HBO has become hackers’ latest entertainment industry target: attackers have breached the company’s servers, and they claim to have syphoned from them 1.5 terabytes of data.
The extent of the breach
The breach has been confirmed by HBO, who said that proprietary information, including some of their programming, was compromised as a result of the “cyber incident,” but did not specify what specific data was stolen.
According to Entertainment Weekly, the attackers have already leaked online unreleased episodes of Ballers and Room 104, and a script that seems to be that for the next episode of HBO’s mega-popular Game Of Thrones series.
The hackers, who do not seem interested in money but in hurting the company, have emailed many entertainment journalists and apparently shared a link to the leaked files. “Enjoy it & spread the words. Whoever spreads well, we will have an interview with him. HBO is falling,” they added.
The hackers told Wired that they’ve penetrated HBO’s network and collected “files and films and scripts and so on.” They claim they have also exfiltrated a lot of information about HBO’s staff and other internal info. Whether this is true or not remains to be seen.
The scope of the breach is yet to be determined, but if what the attackers claim is true, this hack resembles more that of Sony (in 2014) than the more recent one resulted in the leakage of unreleased Orange Is The New Black episodes, stolen from post-production company Larson Studios.
HBO has called in outside cybersecurity firms to help with the investigation, and has notified law enforcement of the incident. HBO chairman and CEO Richard Plepler has notified HBO employees of the breach via email.
“Ever since the infamous attack on Sony Pictures, there is evidently an appreciation on the part of hackers for stealing high value content such as movies and TV shows,” noted Richard Stiennon, Chief Strategy Officer at Blancco Technology Group.
Fiinal production videos are a class of information and the theft of such information can lead to extraordinary losses, he pointed out, adding that content producers and all the parties involved in shooting, editing and post-production processing and distribution should be on high alert.

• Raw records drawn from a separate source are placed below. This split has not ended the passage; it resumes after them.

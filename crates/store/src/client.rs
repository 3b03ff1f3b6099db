use std::future::Future;
use std::sync::Arc;

use bytes::Bytes;
use futures::StreamExt;
use metrics::counter;
use tokio_util::sync::CancellationToken;
use tracing::{debug, info};

use crate::key::{self, assemble_key, AssembledKey};
use crate::transport::{RangeRequest, Transport, TransportError};
use crate::{Op, Record, StoreError};

/// Logical store client: resolves keys from an [`Op`] and drives the
/// transport, feeding every resulting record to the op's response callback.
///
/// Every method races its transport calls against `cancel`; records already
/// handed to the callback stay delivered.
#[derive(Clone)]
pub struct Client {
    transport: Arc<dyn Transport>,
}

async fn cancellable<T, F>(cancel: &CancellationToken, fut: F) -> Result<T, StoreError>
where
    F: Future<Output = Result<T, TransportError>>,
{
    tokio::select! {
        biased;
        _ = cancel.cancelled() => Err(StoreError::Cancelled),
        res = fut => res.map_err(StoreError::from),
    }
}

fn range_of(target: AssembledKey) -> (Bytes, Option<Bytes>) {
    if target.single {
        (Bytes::from(target.key), None)
    } else {
        let (start, end) = key::prefix_range(&target.key);
        (start, Some(end))
    }
}

impl Client {
    pub fn new(transport: Arc<dyn Transport>) -> Self {
        Self { transport }
    }

    pub fn from_transport<T: Transport + 'static>(transport: T) -> Self {
        Self::new(Arc::new(transport))
    }

    /// Read one object or every object under the resolved prefix.
    ///
    /// Returns the store revision observed by the first request, suitable as
    /// the starting point of a follow-up watch.
    pub async fn get(&self, cancel: &CancellationToken, prefix: &str, mut op: Op<'_>) -> Result<i64, StoreError> {
        let target = assemble_key(prefix, &op)?;
        counter!("kectl_store_ops_total", 1u64, "op" => "get");
        debug!(key = %target.key, single = target.single, revision = op.get_revision(), "get");

        if target.single {
            let req = RangeRequest {
                key: Bytes::from(target.key),
                revision: op.get_revision(),
                keys_only: op.is_keys_only(),
                ..Default::default()
            };
            let resp = cancellable(cancel, self.transport.range(req)).await?;
            for record in &resp.records {
                op.respond(record)?;
            }
            return Ok(resp.revision);
        }

        let (mut start, end) = key::prefix_range(&target.key);
        let mut observed = 0;
        let mut pages = 0u64;
        loop {
            if cancel.is_cancelled() {
                return Err(StoreError::Cancelled);
            }
            // later pages are pinned to the first page's revision
            let revision = if op.get_revision() > 0 { op.get_revision() } else { observed };
            let req = RangeRequest {
                key: start.clone(),
                range_end: Some(end.clone()),
                limit: op.get_page_limit(),
                revision,
                keys_only: op.is_keys_only(),
            };
            let resp = cancellable(cancel, self.transport.range(req)).await?;
            pages += 1;
            if observed == 0 {
                observed = resp.revision;
            }
            for record in &resp.records {
                op.respond(record)?;
            }
            match resp.records.last() {
                Some(last) if resp.more => start = key::key_after(&last.key),
                _ => break,
            }
        }
        debug!(pages, revision = observed, "get done");
        Ok(observed)
    }

    /// Stream changes until `cancel` fires, then return [`StoreError::Cancelled`].
    pub async fn watch(&self, cancel: &CancellationToken, prefix: &str, mut op: Op<'_>) -> Result<(), StoreError> {
        let target = assemble_key(prefix, &op)?;
        counter!("kectl_store_ops_total", 1u64, "op" => "watch");
        info!(key = %target.key, revision = op.get_revision(), "watch");

        let (key, end) = range_of(target);
        let mut stream = cancellable(cancel, self.transport.watch(key, end, op.get_revision())).await?;
        loop {
            tokio::select! {
                biased;
                _ = cancel.cancelled() => return Err(StoreError::Cancelled),
                next = stream.next() => match next {
                    Some(Ok(ev)) => {
                        debug!(kind = ?ev.kind, revision = ev.revision, key = %ev.record.key_str(), "watch event");
                        let mut record = ev.record;
                        if op.is_keys_only() {
                            record.value = Bytes::new();
                            record.prev_value = None;
                        }
                        op.respond(&record)?;
                    }
                    Some(Err(err)) => return Err(err.into()),
                    None => return Err(StoreError::WatchClosed),
                },
            }
        }
    }

    /// Delete one object or every object under the resolved prefix. The
    /// callback sees each deleted record with the value it held.
    pub async fn delete(&self, cancel: &CancellationToken, prefix: &str, mut op: Op<'_>) -> Result<u64, StoreError> {
        let target = assemble_key(prefix, &op)?;
        counter!("kectl_store_ops_total", 1u64, "op" => "delete");
        info!(key = %target.key, single = target.single, "delete");

        let (key, end) = range_of(target);
        let resp = cancellable(cancel, self.transport.delete(key, end)).await?;
        for record in &resp.deleted {
            if op.is_keys_only() {
                op.respond(&Record { key: record.key.clone(), ..Default::default() })?;
            } else {
                op.respond(record)?;
            }
        }
        Ok(resp.deleted.len() as u64)
    }

    /// Write `value` under the single key the op addresses.
    pub async fn put(
        &self,
        cancel: &CancellationToken,
        prefix: &str,
        value: impl Into<Bytes>,
        mut op: Op<'_>,
    ) -> Result<i64, StoreError> {
        let target = assemble_key(prefix, &op)?;
        if !target.single {
            return Err(StoreError::NotSingle { key: target.key });
        }
        counter!("kectl_store_ops_total", 1u64, "op" => "put");
        debug!(key = %target.key, "put");

        let key = Bytes::from(target.key);
        let value = value.into();
        let resp = cancellable(cancel, self.transport.put(key.clone(), value.clone())).await?;
        let record = if op.is_keys_only() {
            Record { key, ..Default::default() }
        } else {
            Record { key, value, prev_value: resp.prev_value }
        };
        op.respond(&record)?;
        Ok(resp.revision)
    }
}
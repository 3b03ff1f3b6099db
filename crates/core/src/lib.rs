//! kectl core types: resource identities, the storage registry and the
//! address resolver that turns an identity into an etcd key prefix and a
//! storage media type.

#![forbid(unsafe_code)]

use std::fmt;
use std::str::FromStr;

pub mod registry;
pub mod resolve;
pub mod wellknown;

pub use resolve::{media_type_for, prefix_for, ResolveError};

/// Group/resource pair identifying a resource type for storage addressing.
///
/// Unlike a full API kind there is no version: every served version of a
/// resource lives under the same storage prefix.
#[derive(Debug, Clone, Default, PartialEq, Eq, Hash, PartialOrd, Ord)]
pub struct ResourceIdentity {
    pub group: String,
    pub resource: String,
}

impl ResourceIdentity {
    pub fn new(group: impl Into<String>, resource: impl Into<String>) -> Self {
        Self { group: group.into(), resource: resource.into() }
    }

    /// An identity without a resource is not addressable.
    pub fn is_empty(&self) -> bool {
        self.resource.is_empty()
    }

    /// Parse `resource[.group]`, e.g. `pods` or `deployments.apps`.
    ///
    /// Never fails; callers check [`ResourceIdentity::is_empty`] on the result.
    pub fn parse(s: &str) -> Self {
        match s.split_once('.') {
            Some((resource, group)) => Self::new(group, resource),
            None => Self::new("", s),
        }
    }
}

impl fmt::Display for ResourceIdentity {
    fn fmt(&self, f: &mut fmt::Formatter<'_>) -> fmt::Result {
        if self.group.is_empty() {
            f.write_str(&self.resource)
        } else {
            write!(f, "{}.{}", self.resource, self.group)
        }
    }
}

/// Encoding of a stored object value.
#[derive(Debug, Clone, Copy, PartialEq, Eq, Hash)]
pub enum MediaType {
    Json,
    Yaml,
    /// The API server's protobuf storage envelope (`k8s\0` + `runtime.Unknown`).
    StorageBinary,
}

impl MediaType {
    pub const fn as_str(self) -> &'static str {
        match self {
            MediaType::Json => "application/json",
            MediaType::Yaml => "application/yaml",
            MediaType::StorageBinary => "application/vnd.kubernetes.protobuf",
        }
    }
}

impl fmt::Display for MediaType {
    fn fmt(&self, f: &mut fmt::Formatter<'_>) -> fmt::Result {
        f.write_str(self.as_str())
    }
}

#[derive(Debug, Clone, PartialEq, Eq, thiserror::Error)]
#[error("unknown media type {0:?}")]
pub struct UnknownMediaType(pub String);

impl FromStr for MediaType {
    type Err = UnknownMediaType;

    fn from_str(s: &str) -> Result<Self, Self::Err> {
        match s {
            "application/json" => Ok(MediaType::Json),
            "application/yaml" => Ok(MediaType::Yaml),
            "application/vnd.kubernetes.protobuf" => Ok(MediaType::StorageBinary),
            other => Err(UnknownMediaType(other.to_string())),
        }
    }
}

pub mod prelude {
    pub use super::{media_type_for, prefix_for, MediaType, ResolveError, ResourceIdentity};
}
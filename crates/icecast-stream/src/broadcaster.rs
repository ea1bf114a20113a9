use crate::config::StreamConfig;
use crate::registry::{ListenerId, ListenerRegistry};
use crate::shutdown::ShutdownSignal;
use bytes::Bytes;
use icecast_ring::{ExportedCounters, RingBuffer};
use std::sync::atomic::AtomicBool;
use std::sync::Arc;
use tokio::sync::mpsc;
use tokio::task::JoinHandle;
use tracing::{debug, info};

/// Owns the sole reader role on the ring and fans each chunk out to every
/// registered listener.
///
/// There is exactly one `Broadcaster` task per mount; it is the only
/// component that calls [`RingBuffer::try_read`].
pub struct Broadcaster {
    ring: Arc<RingBuffer>,
    registry: Arc<ListenerRegistry>,
    config: StreamConfig,
    counters: Arc<ExportedCounters>,
    shutdown: ShutdownSignal,
}

impl Broadcaster {
    /// Creates a broadcaster over `ring`, validating `config` first.
    ///
    /// # Errors
    ///
    /// Returns the validation error from [`StreamConfig::validate`].
    pub fn new(
        ring: Arc<RingBuffer>,
        max_listeners: usize,
        config: StreamConfig,
        counters: Arc<ExportedCounters>,
    ) -> Result<Self, crate::StreamError> {
        config.validate()?;
        Ok(Self {
            ring,
            registry: Arc::new(ListenerRegistry::new(max_listeners, Arc::clone(&counters))),
            config,
            counters,
            shutdown: ShutdownSignal::new(),
        })
    }

    /// Returns a handle for registering/unregistering listeners, to be
    /// shared with the HTTP layer.
    #[must_use]
    pub fn registry(&self) -> Arc<ListenerRegistry> {
        Arc::clone(&self.registry)
    }

    /// Returns a cloneable signal that stops the broadcast loop.
    #[must_use]
    pub fn shutdown_signal(&self) -> ShutdownSignal {
        self.shutdown.clone()
    }

    /// Spawns the broadcast loop as its own task.
    ///
    /// The loop reads a chunk from the ring whenever `chunk_size` bytes are
    /// available, otherwise sleeps for an adaptive interval tiered by ring
    /// fill (see [`StreamConfig::sleep_for`]) so an idle ring never busy
    /// spins. It runs until `shutdown_signal()` is triggered.
    pub fn spawn(self: Arc<Self>) -> JoinHandle<()> {
        tokio::spawn(async move { self.run().await })
    }

    async fn run(&self) {
        let mut consecutive_empty: u32 = 0;

        loop {
            if self.shutdown.is_shutdown() {
                debug!("broadcaster shutting down");
                return;
            }

            if self.ring.available() >= self.config.chunk_size {
                let Some(chunk) = self.ring.try_read(self.config.chunk_size) else {
                    // Lost the race with a concurrent clear(); treat as empty.
                    consecutive_empty += 1;
                    self.sleep_or_shutdown(consecutive_empty).await;
                    continue;
                };
                consecutive_empty = 0;

                let chunk = Bytes::from(chunk);
                let delivered = self.registry.deliver(chunk.clone()) as u64;
                self.counters
                    .add_bytes_out(delivered * chunk.len() as u64);
            } else {
                consecutive_empty = consecutive_empty.saturating_add(1);
                self.sleep_or_shutdown(consecutive_empty).await;
            }
        }
    }

    async fn sleep_or_shutdown(&self, consecutive_empty: u32) {
        let sleep = self
            .config
            .sleep_for(self.ring.fill_percent(), consecutive_empty);
        tokio::select! {
            () = tokio::time::sleep(sleep) => {}
            () = self.shutdown.notified() => {}
        }
    }

    /// Registers a new listener sink and returns its id and an active flag
    /// the HTTP handler can poll to detect eviction.
    ///
    /// # Errors
    ///
    /// Returns an error if the listener cap (`max_listeners`) is already
    /// reached.
    pub fn register(
        &self,
        sink: mpsc::Sender<Bytes>,
    ) -> Result<(ListenerId, Arc<AtomicBool>), crate::StreamError> {
        let result = self.registry.register(sink);
        if result.is_ok() {
            info!(listeners = self.registry.len(), "listener registered");
        }
        result
    }

    /// Unregisters a listener. Idempotent.
    pub fn unregister(&self, id: ListenerId) {
        self.registry.unregister(id);
    }

    /// Returns `true` if `id` is still registered and active.
    #[must_use]
    pub fn is_active(&self, id: ListenerId) -> bool {
        self.registry.is_active(id)
    }

    /// Registers a new listener and returns a drop-guard plus the
    /// `tokio_stream::wrappers::ReceiverStream` the HTTP handler feeds
    /// directly into the response body.
    ///
    /// The queue is sized by `StreamConfig::queue_capacity` chunks, per
    /// §4.6's backpressure contract.
    ///
    /// # Errors
    ///
    /// Returns an error if the listener cap is already reached.
    pub fn register_stream(
        self: &Arc<Self>,
        chunk_stream_buffer: Option<usize>,
    ) -> Result<(crate::ListenerGuard, tokio_stream::wrappers::ReceiverStream<bytes::Bytes>), crate::StreamError>
    {
        let capacity = chunk_stream_buffer.unwrap_or(self.config.queue_capacity);
        let (tx, rx) = mpsc::channel(capacity);
        let (id, active) = self.register(tx)?;
        let guard = crate::ListenerGuard::new(id, Arc::clone(self), active);
        Ok((guard, tokio_stream::wrappers::ReceiverStream::new(rx)))
    }
}
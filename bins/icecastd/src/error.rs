use thiserror::Error;

/// Errors from the source-ingress side (§4.3, §7's `AuthFailure` /
/// `ProtocolError` / `TransientIO` taxonomy).
///
/// None of these propagate past [`crate::mux::ProducerMux`] — a source
/// session ending, however it ends, is communicated to the mux as a state
/// transition, not as a bubbled-up error.
#[derive(Debug, Error)]
pub enum SourceError {
    /// The `Authorization` header's password didn't match
    /// `server.source_password`.
    #[error("source authentication failed")]
    AuthFailed,

    /// A source was already live when a second one connected.
    #[error("a source is already connected")]
    AlreadyLive,

    /// The request line or headers didn't parse as `SOURCE`/`PUT`.
    #[error("malformed source request: {0}")]
    Protocol(String),

    /// No bytes arrived for `advanced.source_timeout` seconds.
    #[error("source timed out")]
    Timeout,

    /// The underlying socket failed.
    #[error("source I/O error: {0}")]
    Io(#[from] std::io::Error),
}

“They should immediately review their data governance policies and discover the weak links in protecting their content and shore up their defenses. An information governance policy should take into account where critical content resides at all times. That content should be protected even when it’s in the hands of third party service providers. To avoid these types of losses, this type of content and all files associated with it should be securely erased when it is no longer required,” he advised.